◆ WHAT IS NEEDED
Please print only the top portion of the entries below, ending with the line that contains "use crate::registry::Content;", exactly as written.

SOURCE DATA START

use tracing::{debug, trace};

use crate::config::ModalMetrics;
use crate::input::{
    classify, CaptureHolder, CaptureRequest, CaptureSurface, CursorShape, DragSnapshot, Gesture,
    ZoneMetrics,
};
use crate::math::{Geometry, Margin, Rect, Size, Vec2};
use crate::registry::Content;
use crate::transition::{Fade, FadeDirection};

/// Presence of the overlay
#[derive(Clone, Debug, PartialEq)]
pub enum ModalState {
    /// Collapsed, takes no space and no input
    Hidden,
    FadingIn(Fade),
    Shown,
    /// Logically closing but still present until the fade completes
    FadingOut(Fade),
}

/// Notifications produced by the overlay
#[derive(Clone, Copy, Debug, PartialEq, Eq)]
pub enum ModalEvent {
    /// Fade-in finished
    Shown,
    /// Fade-out finished and the overlay collapsed
    Hidden,
    /// The header close button was pressed
    CloseRequested,
    CaptureStarted,
    CaptureFinished,
}

/// Modal dialog over a parent surface
#[derive(Debug)]
pub struct ModalOverlay {
    title: String,
    content: Option<Content>,
    desired_width: Option<f32>,
    desired_height: Option<f32>,
    geometry: Geometry,
    container: Size,
    metrics: ModalMetrics,
    state: ModalState,
    /// Set once the user moved or resized the overlay; container resizes
    /// then stop re-centering it
    user_placed: bool,
    /// Layout was requested while the container had no size
    layout_pending: bool,
    surface: CaptureSurface,
    gesture: Option<Gesture>,
}

impl ModalOverlay {
    pub fn new(metrics: ModalMetrics) -> Self {
        Self {
            title: String::new(),
            content: None,
            desired_width: None,
            desired_height: None,
            geometry: Geometry::default(),
            container: Size::default(),
            metrics,
            state: ModalState::Hidden,
            user_placed: false,
            layout_pending: false,
            surface: CaptureSurface::new(),
            gesture: None,
        }
    }

    pub fn title(&self) -> &str {
        &self.title
    }

    pub fn set_title(&mut self, title: impl Into<String>) {
        self.title = title.into();
    }

    pub fn content(&self) -> Option<&Content> {
        self.content.as_ref()
    }

    pub fn set_content(&mut self, content: Option<Content>) {
        self.content = content;
    }

    /// Explicit size; `None` on an axis uses the container ratio
    pub fn set_desired_size(&mut self, width: Option<f32>, height: Option<f32>) {
        self.desired_width = width;
        self.desired_height = height;
    }

    pub fn state(&self) -> &ModalState {
        &self.state
    }

    /// Whether the overlay is present (including while fading out)
    pub fn is_visible(&self) -> bool {
        !matches!(self.state, ModalState::Hidden)
    }

    /// Whether the overlay is open from the caller's point of view
    pub fn is_open(&self) -> bool {
        matches!(self.state, ModalState::Shown | ModalState::FadingIn(_))
    }

    pub fn geometry(&self) -> Geometry {
        self.geometry
    }

    pub fn rect(&self) -> Rect {
        self.geometry.rect()
    }

    /// Surface that tracks the overlay's own drag and resize gestures
    pub fn capture_surface(&self) -> &CaptureSurface {
        &self.surface
    }

    pub fn opacity(&self, now: f64) -> f32 {
        match &self.state {
            ModalState::Hidden => 0.0,
            ModalState::Shown => 1.0,
            ModalState::FadingIn(fade) | ModalState::FadingOut(fade) => fade.opacity(now),
        }
    }

    // =========================================================================
    // Visibility
    // =========================================================================

    /// Start fading in. A show during a fade-out reverses it from the
    /// current opacity.
    pub fn show(&mut self, now: f64) {
        match &self.state {
            ModalState::Hidden => {
                self.user_placed = false;
                self.layout();
                self.state =
                    ModalState::FadingIn(Fade::fade_in(now, self.metrics.fade_duration_ms));
                debug!("modal shown");
            }
            ModalState::FadingOut(fade) => {
                self.state = ModalState::FadingIn(reversed(fade, now));
            }
            ModalState::FadingIn(_) | ModalState::Shown => {}
        }
    }

    /// Start fading out. The overlay stays present until [`tick`] observes
    /// the end of the fade. Repeated hides do not restart the fade.
    ///
    /// A gesture in progress is aborted; the returned event reports the
    /// capture it gave back.
    ///
    /// [`tick`]: ModalOverlay::tick
    pub fn hide(&mut self, now: f64) -> Option<ModalEvent> {
        let finished = self.end_gesture();
        let duration = self.metrics.fade_duration_ms;
        let next = match &self.state {
            ModalState::Shown => ModalState::FadingOut(Fade::fade_out(now, duration)),
            ModalState::FadingIn(fade) => ModalState::FadingOut(reversed(fade, now)),
            ModalState::FadingOut(_) | ModalState::Hidden => return finished,
        };
        self.state = next;
        debug!("modal hiding");
        finished
    }

    /// Advance fades. Returns the transition that completed, if any.
    pub fn tick(&mut self, now: f64) -> Option<ModalEvent> {
        match &self.state {
            ModalState::FadingIn(fade) if fade.is_complete(now) => {
                self.state = ModalState::Shown;
                Some(ModalEvent::Shown)
            }
            ModalState::FadingOut(fade) if fade.is_complete(now) => {
                self.state = ModalState::Hidden;
                debug!("modal hidden");
                Some(ModalEvent::Hidden)
            }
            _ => None,
        }
    }

    // =========================================================================
    // Layout
    // =========================================================================

    pub fn container(&self) -> Size {
        self.container
    }

    /// Parent surface resized. Re-centers unless the user placed the overlay.
    pub fn set_container(&mut self, size: Size) {
        self.container = size;
        if self.layout_pending || (self.is_visible() && !self.user_placed) {
            self.layout();
        }
    }

    fn layout(&mut self) {
        if !self.container.is_positive() {
            self.layout_pending = true;
            return;
        }
        self.layout_pending = false;

        let ratio = self.metrics.size_ratio;
        let width = self.desired_width.unwrap_or(self.container.width * ratio);
        let height = self.desired_height.unwrap_or(self.container.height * ratio);
        let margin = Margin::new(
            ((self.container.width - width) / 2.0).max(0.0),
            ((self.container.height - height) / 2.0).max(0.0),
        );
        self.geometry = Geometry::new(margin, width, height);
    }

    // =========================================================================
    // Pointer input (container coordinates)
    // =========================================================================

    fn close_button(&self) -> Rect {
        let side = self.metrics.header_height;
        Rect::new(self.geometry.width - side, 0.0, side, side)
    }

    /// Pointer pressed on the overlay's surface. Presses on the backdrop are
    /// swallowed.
    pub fn pointer_down(&mut self, point: Vec2, now: f64) -> Vec<ModalEvent> {
        let mut events = Vec::new();
        if !self.is_open() || !self.rect().contains(point) {
            return events;
        }
        events.extend(self.end_gesture());

        let local = self.rect().to_local(point);
        if self.close_button().contains(local) {
            events.push(ModalEvent::CloseRequested);
            events.extend(self.hide(now));
            return events;
        }

        let zones = ZoneMetrics {
            edge_margin: self.metrics.edge_margin,
            header_band: self.metrics.header_height,
            resizable: true,
        };
        let Some(mode) = classify(local, self.geometry.size(), zones) else {
            return events;
        };

        let lease = self.surface.try_acquire(CaptureRequest {
            holder: CaptureHolder::Modal,
            cursor: mode.cursor(),
        });
        if lease.is_some() {
            events.push(ModalEvent::CaptureStarted);
        }
        self.gesture = Some(Gesture::new(
            mode,
            DragSnapshot::new(self.geometry, point),
            lease,
        ));
        events
    }

    pub fn pointer_move(&mut self, point: Vec2) -> bool {
        let Some(gesture) = self.gesture.as_mut() else {
            return false;
        };
        let Some(geometry) = gesture
            .track(point, self.container, self.metrics.min_size)
            .geometry()
        else {
            return false;
        };
        trace!(?geometry, "modal gesture move");
        self.geometry = geometry;
        self.user_placed = true;
        true
    }

    pub fn pointer_up(&mut self) -> Option<ModalEvent> {
        self.end_gesture()
    }

    pub fn pointer_leave(&mut self) -> Option<ModalEvent> {
        self.end_gesture()
    }

    fn end_gesture(&mut self) -> Option<ModalEvent> {
        let gesture = self.gesture.take()?;
        gesture
            .is_captured()
            .then_some(ModalEvent::CaptureFinished)
    }

    pub fn is_dragging(&self) -> bool {
        self.gesture.is_some()
    }

    /// Cursor for a hover at `point`
    pub fn hover(&self, point: Vec2) -> CursorShape {
        if let Some(gesture) = &self.gesture {
            return gesture.mode().cursor();
        }
        let zones = ZoneMetrics {
            edge_margin: self.metrics.edge_margin,
            header_band: self.metrics.header_height,
            resizable: true,
        };
        let rect = self.rect();
        if !rect.contains(point) {
            return CursorShape::Default;
        }
        classify(rect.to_local(point), self.geometry.size(), zones)
            .map_or(CursorShape::Default, |mode| mode.cursor())
    }
}

/// Fade in the opposite direction continuing from the current opacity.
///
/// Relies on the easing curve being symmetric: eased(1 - t) == 1 - eased(t).
fn reversed(fade: &Fade, now: f64) -> Fade {
    let elapsed = fade.progress(now);
    let start = now - f64::from((1.0 - elapsed) * fade.duration_ms);
    match fade.direction {
        FadeDirection::In => Fade::fade_out(start, fade.duration_ms),
        FadeDirection::Out => Fade::fade_in(start, fade.duration_ms),
    }
}

#[cfg(test)]
mod tests {
    use super::*;

    fn approx_eq(a: f32, b: f32) -> bool {
        (a - b).abs() < 0.001
    }

    fn overlay() -> ModalOverlay {
        let mut m = ModalOverlay::new(ModalMetrics::default());
        m.set_container(Size::new(800.0, 600.0));
        m
    }

    #[test]
    fn test_show_centers_with_ratio() {
        let mut m = overlay();
        m.show(0.0);
        assert_eq!(m.geometry(), Geometry::new(Margin::new(100.0, 75.0), 600.0, 450.0));
        assert!(m.is_visible());
        assert!(approx_eq(m.opacity(0.0), 0.0));
        assert_eq!(m.tick(500.0), Some(ModalEvent::Shown));
        assert!(approx_eq(m.opacity(600.0), 1.0));
    }

    #[test]
    fn test_explicit_size() {
        let mut m = overlay();
        m.set_desired_size(Some(200.0), Some(100.0));
        m.show(0.0);
        assert_eq!(m.geometry(), Geometry::new(Margin::new(300.0, 250.0), 200.0, 100.0));
    }

    #[test]
    fn test_hide_during_fade_in_collapses_once() {
        let mut m = overlay();
        m.show(0.0);
        assert_eq!(m.tick(100.0), None);
        m.hide(200.0);
        assert!(m.is_visible());
        assert!(!m.is_open());

        // Repeated hide does not restart the fade
        m.hide(300.0);
        assert_eq!(m.tick(398.0), None);
        assert!(m.is_visible());
        assert_eq!(m.tick(402.0), Some(ModalEvent::Hidden));
        assert!(!m.is_visible());
        assert_eq!(m.tick(900.0), None);
    }

    #[test]
    fn test_hide_from_shown_takes_full_fade() {
        let mut m = overlay();
        m.show(0.0);
        m.tick(500.0);
        m.hide(1000.0);
        assert_eq!(m.tick(1499.0), None);
        assert_eq!(m.tick(1500.0), Some(ModalEvent::Hidden));
    }

    #[test]
    fn test_reverse_keeps_opacity_continuous() {
        let mut m = overlay();
        m.show(0.0);
        m.tick(500.0);
        m.hide(1000.0);
        let before = m.opacity(1100.0);
        m.show(1100.0);
        assert!(approx_eq(m.opacity(1100.0), before));
        assert!(m.is_open());
    }

    #[test]
    fn test_container_resize_recenters_until_user_moves() {
        let mut m = overlay();
        m.show(0.0);
        m.set_container(Size::new(1000.0, 800.0));
        assert_eq!(m.geometry(), Geometry::new(Margin::new(125.0, 100.0), 750.0, 600.0));

        // Drag the header
        let events = m.pointer_down(Vec2::new(300.0, 110.0), 0.0);
        assert_eq!(events, vec![ModalEvent::CaptureStarted]);
        assert!(m.pointer_move(Vec2::new(310.0, 120.0)));
        assert_eq!(m.pointer_up(), Some(ModalEvent::CaptureFinished));
        assert_eq!(m.geometry().margin, Margin::new(135.0, 110.0));

        m.set_container(Size::new(1200.0, 900.0));
        assert_eq!(m.geometry().margin, Margin::new(135.0, 110.0));
    }

    #[test]
    fn test_zero_container_defers_layout() {
        let mut m = ModalOverlay::new(ModalMetrics::default());
        m.show(0.0);
        assert_eq!(m.geometry(), Geometry::default());
        m.set_container(Size::new(400.0, 400.0));
        assert_eq!(m.geometry(), Geometry::new(Margin::new(50.0, 50.0), 300.0, 300.0));
    }

    #[test]
    fn test_resize_floor_and_backdrop() {
        let mut m = overlay();
        m.show(0.0);
        // Backdrop click does nothing
        assert!(m.pointer_down(Vec2::new(10.0, 10.0), 0.0).is_empty());
        assert!(!m.is_dragging());

        // Right edge, inclusive margin
        let right = 100.0 + 600.0 - 5.0;
        m.pointer_down(Vec2::new(right, 300.0), 0.0);
        m.pointer_move(Vec2::new(right - 2000.0, 300.0));
        assert!(approx_eq(m.geometry().width, 100.0));
        assert!(approx_eq(m.geometry().height, 450.0));
        m.pointer_leave();
        assert!(!m.capture_surface().is_hit_testable());
    }

    #[test]
    fn test_forced_detach_reports_release() {
        let mut m = overlay();
        m.show(0.0);
        m.tick(500.0);

        // Header press without a release, then a second press
        assert_eq!(m.pointer_down(Vec2::new(300.0, 90.0), 600.0), vec![ModalEvent::CaptureStarted]);
        let events = m.pointer_down(Vec2::new(400.0, 90.0), 700.0);
        assert_eq!(events, vec![ModalEvent::CaptureFinished, ModalEvent::CaptureStarted]);

        assert_eq!(m.hide(800.0), Some(ModalEvent::CaptureFinished));
        assert!(!m.capture_surface().is_hit_testable());
        assert_eq!(m.hide(900.0), None);
    }

    #[test]
    fn test_close_button_requests_hide() {
        let mut m = overlay();
        m.show(0.0);
        m.tick(500.0);
        let events = m.pointer_down(Vec2::new(690.0, 80.0), 600.0);
        assert_eq!(events, vec![ModalEvent::CloseRequested]);
        assert!(matches!(m.state(), ModalState::FadingOut(_)));
    }
}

SOURCE DATA END

◆ EXPECTED ANSWER
use tracing::{debug, trace};

use crate::config::ModalMetrics;
use crate::input::{
    classify, CaptureHolder, CaptureRequest, CaptureSurface, CursorShape, DragSnapshot, Gesture,
    ZoneMetrics,
};
use crate::math::{Geometry, Margin, Rect, Size, Vec2};
use crate::registry::Content;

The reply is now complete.